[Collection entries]
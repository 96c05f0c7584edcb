//! Pixelbadge - 8x8 LED Matrix Status Badge Firmware
//!
//! Main firmware binary for RP2040-based badges. The badge logic runs in
//! the main task as a 10 ms polling loop; LED output and flash writes run
//! in their own tasks.

#![no_std]
#![no_main]

use defmt::*;
use embassy_executor::Spawner;
use embassy_rp::bind_interrupts;
use embassy_rp::gpio::{Input, Pull};
use embassy_rp::peripherals::PIO0;
use embassy_rp::pio::Pio;
use embassy_rp::rtc::Rtc;
use embassy_time::Timer;
use {defmt_rtt as _, panic_probe as _};

use pixelbadge_core::character::Catalog;
use pixelbadge_core::config::FIRMWARE_VERSION;
use pixelbadge_core::state::Event;
use pixelbadge_core::{Board, Controller};
use pixelbadge_hal_rp2040::flash::Rp2040FlashStorage;
use pixelbadge_hal_rp2040::gpio::Rp2040Input;
use pixelbadge_hal_rp2040::leds::Rp2040LedMatrix;

use crate::board::{BadgeButton, BadgeClock, Offline, SignalMatrix, SignalStore, SystemReset};
use crate::config::BadgePersistence;

mod board;
mod channels;
mod config;
mod tasks;

/// Main loop period
const POLL_INTERVAL_MS: u64 = 10;

bind_interrupts!(struct Irqs {
    PIO0_IRQ_0 => embassy_rp::pio::InterruptHandler<PIO0>;
});

#[embassy_executor::main]
async fn main(spawner: Spawner) {
    info!("Pixelbadge firmware v{} starting...", FIRMWARE_VERSION);

    let p = embassy_rp::init(Default::default());

    // Persisted data is read before anything else touches the flash
    let storage = Rp2040FlashStorage::new(p.FLASH, p.DMA_CH1);
    let mut persistence = BadgePersistence::new(storage);
    let config = persistence.load_config().await;
    let selection = persistence.load_selection().await;

    let catalog = match Catalog::builtin() {
        Ok(catalog) => catalog,
        Err(e) => {
            error!("Built-in character catalog is invalid: {:?}", e);
            panic!("invalid character catalog");
        }
    };
    info!("{} characters available", catalog.len());

    // WS2812 chain on GPIO0, driven by PIO0 state machine 0
    let Pio {
        mut common, sm0, ..
    } = Pio::new(p.PIO0, Irqs);
    let leds = Rp2040LedMatrix::new(&mut common, sm0, p.DMA_CH0, p.PIN_0);

    let button = Rp2040Input::new(Input::new(p.PIN_10, Pull::Up));

    spawner.spawn(tasks::led_task(leds)).unwrap();
    spawner
        .spawn(tasks::storage_task(persistence.into_storage()))
        .unwrap();

    let board = Board {
        leds: SignalMatrix,
        button: BadgeButton::new(button),
        clock: BadgeClock::new(Rtc::new(p.RTC)),
        store: SignalStore::new(selection),
        network: Offline,
        system: SystemReset,
    };
    let mut controller = Controller::new(board, config, catalog);

    for event in controller.boot() {
        log_event(&event);
    }
    info!("Boot complete in {:?}", controller.mode());

    loop {
        for event in controller.poll() {
            log_event(&event);
        }
        Timer::after_millis(POLL_INTERVAL_MS).await;
    }
}

fn log_event(event: &Event) {
    match event {
        Event::Reset(reason) => info!("Resetting: {:?}", reason),
        e if e.is_error_event() => warn!("Failure: {:?}", e),
        e if e.is_scheduled_event() => info!("Schedule: {:?}", e),
        e if e.is_user_event() => debug!("Input: {:?}", e),
        e => debug!("Event: {:?}", e),
    }
}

• _How to complete this task_
Extract the first line above and each line after it up to and including the one with "use embassy_rp::pio::Pio;", please, exactly and with nothing else.

• _Exercise result_
repository 96c05f0c7584edcb
//! Pixelbadge - 8x8 LED Matrix Status Badge Firmware
//!
//! Main firmware binary for RP2040-based badges. The badge logic runs in
//! the main task as a 10 ms polling loop; LED output and flash writes run
//! in their own tasks.

#![no_std]
#![no_main]

use defmt::*;
use embassy_executor::Spawner;
use embassy_rp::bind_interrupts;
use embassy_rp::gpio::{Input, Pull};
use embassy_rp::peripherals::PIO0;
use embassy_rp::pio::Pio;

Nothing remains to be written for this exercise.